In the records that follow, find the line with "fn save_range(&self, pages: Range<usize>, path: &Path)"; from there, retype every line exactly through the line with "ObjectId, key: &[u8])", which also belongs to the answer.
BEGIN
// SPDX-License-Identifier: PMPL-1.0-or-later
// Copyright (c) 2026 Jonathan D.A. Jewell (hyperpolymath) <jonathan.jewell@open.ac.uk>
//
// PDF reader — open, inspect, render corner regions of, and extract page
// ranges from existing PDF documents using the `lopdf` crate.

use std::cell::RefCell;
use std::ops::Range;
use std::path::{Path, PathBuf};

use image::RgbaImage;
use lopdf::{Dictionary, Document, Object, ObjectId};
use pagemark_core::error::{PagemarkError, Result};
use tracing::{debug, info, instrument};

use super::render;
use crate::library::{DocumentLibrary, PageDocument, PageRect};
use crate::raster::Raster;

/// Page size used when a page tree carries no usable /MediaBox (US Letter).
const FALLBACK_MEDIA_BOX: [f32; 4] = [0.0, 0.0, 612.0, 792.0];

/// Opens PDFs from disk with `lopdf`.
#[derive(Debug, Clone, Copy, Default)]
pub struct PdfLibrary;

impl PdfLibrary {
    pub fn new() -> Self {
        Self
    }
}

impl DocumentLibrary for PdfLibrary {
    fn open(&self, path: &Path) -> Result<Box<dyn PageDocument>> {
        Ok(Box::new(PdfDocument::open(path)?))
    }
}

/// Decoded scan of the page rendered last.
struct CachedScan {
    page: usize,
    scan: Option<RgbaImage>,
}

/// A loaded PDF.
///
/// Wraps `lopdf::Document` and keeps the page object ids in page order so
/// that 0-based page indices map straight onto them.
pub struct PdfDocument {
    /// The underlying lopdf document.
    document: Document,
    /// Page object ids, index 0 = first page.
    pages: Vec<ObjectId>,
    /// Source path (useful for diagnostics).
    source_path: PathBuf,
    /// Pages are inspected in order, corner after corner, so one entry is
    /// enough to decode every scan once.
    scan_cache: RefCell<Option<CachedScan>>,
}

impl PdfDocument {
    // -- Construction ---------------------------------------------------------

    /// Open a PDF from the filesystem.
    #[instrument(skip_all, fields(path = %path.as_ref().display()))]
    pub fn open(path: impl AsRef<Path>) -> Result<Self> {
        let path_ref = path.as_ref();
        info!("Opening PDF: {}", path_ref.display());

        let document = Document::load(path_ref).map_err(|err| PagemarkError::DocumentOpen {
            path: path_ref.to_path_buf(),
            reason: err.to_string(),
        })?;

        // lopdf pages are keyed by 1-indexed page number, in order.
        let pages: Vec<ObjectId> = document.get_pages().into_values().collect();
        debug!(pages = pages.len(), "PDF loaded");

        Ok(Self {
            document,
            pages,
            source_path: path_ref.to_path_buf(),
            scan_cache: RefCell::new(None),
        })
    }

    // -- Inspection -----------------------------------------------------------

    pub fn source_path(&self) -> &Path {
        &self.source_path
    }

    fn page_id(&self, index: usize) -> Result<ObjectId> {
        self.pages.get(index).copied().ok_or_else(|| {
            PagemarkError::Render(format!(
                "page {} out of range (document has {} pages)",
                index,
                self.pages.len()
            ))
        })
    }

    /// Media box and visible (crop) box of page `index`, in page space with
    /// the origin at the top-left of the media box.
    fn page_boxes(&self, index: usize) -> Result<(PageRect, PageRect)> {
        let page_id = self.page_id(index)?;
        let media =
            inherited_box(&self.document, page_id, b"MediaBox").unwrap_or(FALLBACK_MEDIA_BOX);
        let crop = inherited_box(&self.document, page_id, b"CropBox");
        Ok(page_space_boxes(media, crop))
    }

    fn page_dict(&self, index: usize) -> Result<&Dictionary> {
        let page_id = self.page_id(index)?;
        self.document
            .get_object(page_id)
            .and_then(Object::as_dict)
            .map_err(|err| PagemarkError::Render(format!("cannot read page {index}: {err}")))
    }

    // -- Extraction -----------------------------------------------------------

    /// Build a standalone document holding only the pages in `range`.
    ///
    /// Clones the whole document, deletes every page outside the range, then
    /// drops the objects nothing references any more.
    fn extract_range(&self, range: &Range<usize>) -> Result<Document> {
        let mut extracted = self.document.clone();
        let doomed: Vec<u32> = (0..self.pages.len())
            .filter(|index| !range.contains(index))
            .map(|index| index as u32 + 1)
            .collect();

        extracted.delete_pages(&doomed);
        extracted.prune_objects();
        extracted.renumber_objects();
        Ok(extracted)
    }
}

impl PageDocument for PdfDocument {
    fn page_count(&self) -> usize {
        self.pages.len()
    }

    fn page_bounds(&self, index: usize) -> Result<PageRect> {
        let (_, visible) = self.page_boxes(index)?;
        Ok(visible)
    }

    fn render_region(&self, index: usize, clip: PageRect, zoom: f32) -> Result<Raster> {
        let (media, _) = self.page_boxes(index)?;

        let mut cache = self.scan_cache.borrow_mut();
        let cached = matches!(cache.as_ref(), Some(entry) if entry.page == index);
        if !cached {
            let scan = render::page_scan(&self.document, self.page_dict(index)?);
            debug!(page = index, decoded = scan.is_some(), "page scan loaded");
            *cache = Some(CachedScan { page: index, scan });
        }

        let scan = cache.as_ref().and_then(|entry| entry.scan.as_ref());
        render::render_region(scan, media, clip, zoom)
    }

    #[instrument(skip(self, path), fields(source = %self.source_path.display(), dest = %path.display()))]
    fn save_range(&self, pages: Range<usize>, path: &Path) -> Result<()> {
        if pages.start >= pages.end || pages.end > self.pages.len() {
            return Err(PagemarkError::DocumentSave {
                path: path.to_path_buf(),
                reason: format!(
                    "page range {}..{} invalid for {} page document",
                    pages.start,
                    pages.end,
                    self.pages.len()
                ),
            });
        }

        let mut extracted = self.extract_range(&pages)?;
        extracted
            .save(path)
            .map_err(|err| PagemarkError::DocumentSave {
                path: path.to_path_buf(),
                reason: err.to_string(),
            })?;

        debug!(start = pages.start, end = pages.end, "page range saved");
        Ok(())
    }
}

/// Resolve the rectangle `key` (`/MediaBox`, `/CropBox`) on the page or the
/// nearest ancestor in the page tree.
fn inherited_box(document: &Document, page_id: ObjectId, key: &[u8]) -> Option<[f32; 4]> {
    let mut current = Some(page_id);
    // Page trees are shallow; the bound only guards against /Parent cycles.
    for _ in 0..32 {
        let id = current?;
        let dict = document.get_object(id).and_then(Object::as_dict).ok()?;
        if let Some(rect) = dict
            .get(key)
            .ok()
            .and_then(|obj| resolve(document, obj))
            .and_then(number_quad)
        {
            return Some(rect);
        }
        current = dict.get(b"Parent").ok().and_then(|p| p.as_reference().ok());
    }
    None
}

/// Convert PDF boxes (origin bottom-left, y up) to page space (origin at the
/// media box's top-left, y down). The visible box is the crop box clipped to
/// the media box, or the whole media box without a usable crop box.
fn page_space_boxes(media: [f32; 4], crop: Option<[f32; 4]>) -> (PageRect, PageRect) {
    let [mx0, my0, mx1, my1] = normalized(media);
    let page = PageRect::sized(mx1 - mx0, my1 - my0);

    let visible = crop
        .map(normalized)
        .map(|[cx0, cy0, cx1, cy1]| PageRect::new(cx0 - mx0, my1 - cy1, cx1 - mx0, my1 - cy0))
        .and_then(|rect| page.intersect(&rect))
        .unwrap_or(page);
    (page, visible)
}

fn normalized([x0, y0, x1, y1]: [f32; 4]) -> [f32; 4] {
    [x0.min(x1), y0.min(y1), x0.max(x1), y0.max(y1)]
}

/// Follow a single level of indirection.
pub(crate) fn resolve<'a>(document: &'a Document, object: &'a Object) -> Option<&'a Object> {
    match object {
        Object::Reference(id) => document.get_object(*id).ok(),
        other => Some(other),
    }
}

pub(crate) fn number(object: &Object) -> Option<f32> {
    match object {
        Object::Integer(value) => Some(*value as f32),
        Object::Real(value) => Some(*value as f32),
        _ => None,
    }
}

fn number_quad(object: &Object) -> Option<[f32; 4]> {
    let items = object.as_array().ok()?;
    if items.len() != 4 {
        return None;
    }
    Some([
        number(&items[0])?,
        number(&items[1])?,
        number(&items[2])?,
        number(&items[3])?,
    ])
}

#[cfg(test)]
mod tests {
    use super::*;

    #[test]
    fn open_missing_file_is_a_document_open_error() {
        let err = PdfDocument::open("/definitely/not/here.pdf").err().unwrap();
        assert!(matches!(err, PagemarkError::DocumentOpen { .. }));
    }

    #[test]
    fn open_garbage_is_a_document_open_error() {
        let dir = tempfile::tempdir().unwrap();
        let path = dir.path().join("broken.pdf");
        std::fs::write(&path, b"this is not a pdf").unwrap();
        let err = PdfLibrary::new().open(&path).err().unwrap();
        assert!(matches!(err, PagemarkError::DocumentOpen { .. }));
    }

    #[test]
    fn crop_box_is_measured_from_the_media_box_top_left() {
        let (media, visible) =
            page_space_boxes([0.0, 0.0, 600.0, 800.0], Some([50.0, 100.0, 550.0, 780.0]));
        assert_eq!(media, PageRect::sized(600.0, 800.0));
        assert_eq!(visible, PageRect::new(50.0, 20.0, 550.0, 700.0));
    }

    #[test]
    fn crop_box_is_clipped_or_ignored() {
        let media = [0.0, 0.0, 200.0, 200.0];
        let (_, visible) = page_space_boxes(media, Some([100.0, 100.0, 400.0, 400.0]));
        assert_eq!(visible, PageRect::new(100.0, 0.0, 200.0, 100.0));

        let (page, visible) = page_space_boxes(media, Some([300.0, 300.0, 400.0, 400.0]));
        assert_eq!(visible, page);
        let (page, visible) = page_space_boxes(media, None);
        assert_eq!(visible, page);
    }

    #[test]
    fn flipped_boxes_are_normalized() {
        let (media, _) = page_space_boxes([612.0, 792.0, 0.0, 0.0], None);
        assert_eq!(media, PageRect::sized(612.0, 792.0));
    }

    #[test]
    fn media_box_quad_accepts_mixed_numbers() {
        let quad = Object::Array(vec![
            Object::Integer(0),
            Object::Real(0.0),
            Object::Integer(595),
            Object::Real(842.0),
        ]);
        assert_eq!(number_quad(&quad), Some([0.0, 0.0, 595.0, 842.0]));
        assert_eq!(number_quad(&Object::Array(vec![Object::Integer(1)])), None);
    }
}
END
* REPLY TO THE TASK
    fn save_range(&self, pages: Range<usize>, path: &Path) -> Result<()> {
        if pages.start >= pages.end || pages.end > self.pages.len() {
            return Err(PagemarkError::DocumentSave {
                path: path.to_path_buf(),
                reason: format!(
                    "page range {}..{} invalid for {} page document",
                    pages.start,
                    pages.end,
                    self.pages.len()
                ),
            });
        }

        let mut extracted = self.extract_range(&pages)?;
        extracted
            .save(path)
            .map_err(|err| PagemarkError::DocumentSave {
                path: path.to_path_buf(),
                reason: err.to_string(),
            })?;

        debug!(start = pages.start, end = pages.end, "page range saved");
        Ok(())
    }
}

/// Resolve the rectangle `key` (`/MediaBox`, `/CropBox`) on the page or the
/// nearest ancestor in the page tree.
fn inherited_box(document: &Document, page_id: ObjectId, key: &[u8]) -> Option<[f32; 4]> {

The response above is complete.